▶ [WHAT TO DO]: Which lines below hold the word "base"? Copy all of them.

BEGIN RECORDS FOR THIS EXERCISE

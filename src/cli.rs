use std::io::{self, BufRead, Write};
use std::path::PathBuf;

use clap::Parser;
use tracing::warn;

use crate::transcribe::{TranscriptionConfig, WhisperModel, default_models_dir};

/// Audio file transcribed when `--audio` is not given
pub const DEFAULT_AUDIO_FILE: &str = "CONVERSACION CAPITULO 4 TUTOR ESPECIALISTA.ogg";

/// Transcribe an audio file locally with Whisper
#[derive(Parser, Debug)]
#[command(version, about)]
pub struct Cli {
    /// Audio file to transcribe, relative to the working directory
    #[arg(long, default_value = DEFAULT_AUDIO_FILE)]
    pub audio: PathBuf,

    /// Directory the transcript is written to (default: working directory)
    #[arg(long)]
    pub output_dir: Option<PathBuf>,

    /// Model preset: 1-5 or tiny, base, small, medium, large.
    /// Prompts interactively when not set; unknown values select "base".
    #[arg(long, env = "WHISPER_MODEL")]
    pub model: Option<String>,

    /// Spoken language code
    #[arg(long, env = "WHISPER_LANGUAGE", default_value = "es")]
    pub language: String,

    /// Where Whisper models are stored and downloaded to
    #[arg(long, env = "WHISPER_MODELS_DIR", default_value_os_t = default_models_dir())]
    pub models_dir: PathBuf,

    /// Don't print whisper.cpp progress and segments while decoding
    #[arg(long)]
    pub quiet: bool,
}

impl Cli {
    pub fn transcription_config(&self) -> TranscriptionConfig {
        TranscriptionConfig {
            language: self.language.clone(),
            verbose: !self.quiet,
            models_dir: self.models_dir.clone(),
            ..Default::default()
        }
    }
}

/// Print the preset menu
pub fn print_model_menu(out: &mut impl Write) -> io::Result<()> {
    writeln!(out, "\nAvailable models:")?;
    for model in WhisperModel::ALL {
        writeln!(
            out,
            "{}. {:<6} - {}",
            model.menu_number(),
            model.to_string(),
            model.description()
        )?;
    }
    Ok(())
}

/// Show the menu and read one selection. Empty, invalid or unreadable
/// input selects the default preset.
pub fn prompt_model(input: &mut impl BufRead, out: &mut impl Write) -> io::Result<WhisperModel> {
    print_model_menu(out)?;
    write!(
        out,
        "\nSelect model (1-5) [default: {}]: ",
        WhisperModel::default().menu_number()
    )?;
    out.flush()?;

    let mut line = String::new();
    if input.read_line(&mut line).is_err() {
        return Ok(WhisperModel::default());
    }

    Ok(WhisperModel::from_menu_choice(&line))
}

/// Use the configured preset, or ask for one. A prompt that cannot be shown
/// falls back to the default preset instead of aborting the run.
pub fn select_model(
    configured: Option<&str>,
    input: &mut impl BufRead,
    out: &mut impl Write,
) -> WhisperModel {
    match configured {
        Some(choice) => WhisperModel::resolve(choice),
        None => prompt_model(input, out).unwrap_or_else(|e| {
            warn!("Model prompt failed ({}), using {}", e, WhisperModel::default());
            WhisperModel::default()
        }),
    }
}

END RECORDS FOR THIS EXERCISE

▶ [RESULT]:
    /// Model preset: 1-5 or tiny, base, small, medium, large.
    /// Prompts interactively when not set; unknown values select "base".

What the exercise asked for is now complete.